Maio de 2015. Seis meses após levantadas as suspeitas contra a maior empreiteira do país, nenhuma acusação formal é feita. Nenhum dirigente da Odebrecht interrogado. Ainda que paire mais de uma dezena de acusações e interrogações feitas por delatores do esquema criminoso (alguns de outras empreiteiras que tinham 59 bilhões de contratos com a petroleira) e por policiais que fazem parte das investigações.
Desde o início das apurações, há um ano, houve 28 denúncias por parte do Ministério Público Federal contra 128 pessoas. Há ainda ao menos outros 40 suspeitos com investigações em aberto, boa parte deles é de políticos. Nesse período, quase meio bilhão de reais foi restituído aos cofres públicos e descobriu-se um rombo de 6 bilhões de reais no cofre da Petrobras. Dinheiro esse que saía das empreiteiras e era usado para sustentar, segundo o Ministério Público, dirigentes da petroleira, partidos e políticos corruptos.
Nesse cenário, hoje, a Odebrecht é uma empresa que tem pressa. A mesma pressa que teve para erguer a sede de sua holding em São Paulo – um moderno prédio de 16 andares de escritório, quatro de garagens e um subsolo na beira do poluidíssimo rio Pinheiros, construído no prazo quase recorde de quatro anos –, é a que tem para tentar se livrar do lamaçal em que se viu envolvida com o escândalo da Petrobras. Até agora, ela foi uma das poucas construtoras que não tiveram executivos presos, ao contrário de suas concorrentes OAS, Camargo Corrêa, UTC e Queiroz Galvão.

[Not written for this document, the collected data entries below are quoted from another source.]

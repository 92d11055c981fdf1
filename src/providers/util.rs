use anyhow::{Error, Result, anyhow};
use chrono::{Duration as ChronoDuration, Utc};
use std::future::Future;
use std::time::Duration;
use tracing::debug;

/// Retries an async operation with configurable attempts and delays
///
/// # Parameters
/// - `operation`: Closure returning a future
/// - `retries`: Number of retry attempts (total runs = 1 initial + retries)
/// - `delay_ms`: Milliseconds between retry attempts
///
/// # Returns
/// Either the successful result or the error after all attempts
pub async fn with_retry<F, Fut, T>(
    mut operation: F,
    retries: usize,
    delay_ms: u64,
) -> Result<T, Error>
where
    F: FnMut() -> Fut,
    Fut: Future<Output = Result<T, reqwest::Error>>,
{
    let mut attempt = 1;
    loop {
        match operation().await.map_err(anyhow::Error::from) {
            Ok(val) => return Ok(val),
            Err(err) => {
                if attempt > retries {
                    return Err(err);
                }
                debug!(
                    "Attempt {}/{} failed: {}. Retrying...",
                    attempt, retries, err
                );
                attempt += 1;
                tokio::time::sleep(Duration::from_millis(delay_ms)).await;
            }
        }
    }
}

/// Seconds from now until the next occurrence of `hour:minute` UTC.
pub fn seconds_until(hour: u32, minute: u32) -> Result<u64> {
    let now = Utc::now();
    let today = now
        .date_naive()
        .and_hms_opt(hour, minute, 0)
        .ok_or_else(|| anyhow!("Invalid wall-clock time {hour:02}:{minute:02}"))?
        .and_utc();

    let target = if today > now {
        today
    } else {
        today + ChronoDuration::days(1)
    };
    Ok((target - now).num_seconds().max(0) as u64)
}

Nos últimos meses, os advogados da Odebrecht já enviaram ao menos dois ofícios para o juiz responsável pelo caso, Sérgio Moro, pedindo que seus executivos fossem ouvidos. A “pressão jurídica” é para aliviar a “pressão política” que sofrem e que a empresa possa se manifestar antes de que alguma acusação seja oficialmente apresentada. Apesar de dizer que jamais pagou propina a políticos nem fez parte do cartel que está sendo investigado, a cúpula da empreiteira já prepara sua defesa, antevendo a abertura de processos.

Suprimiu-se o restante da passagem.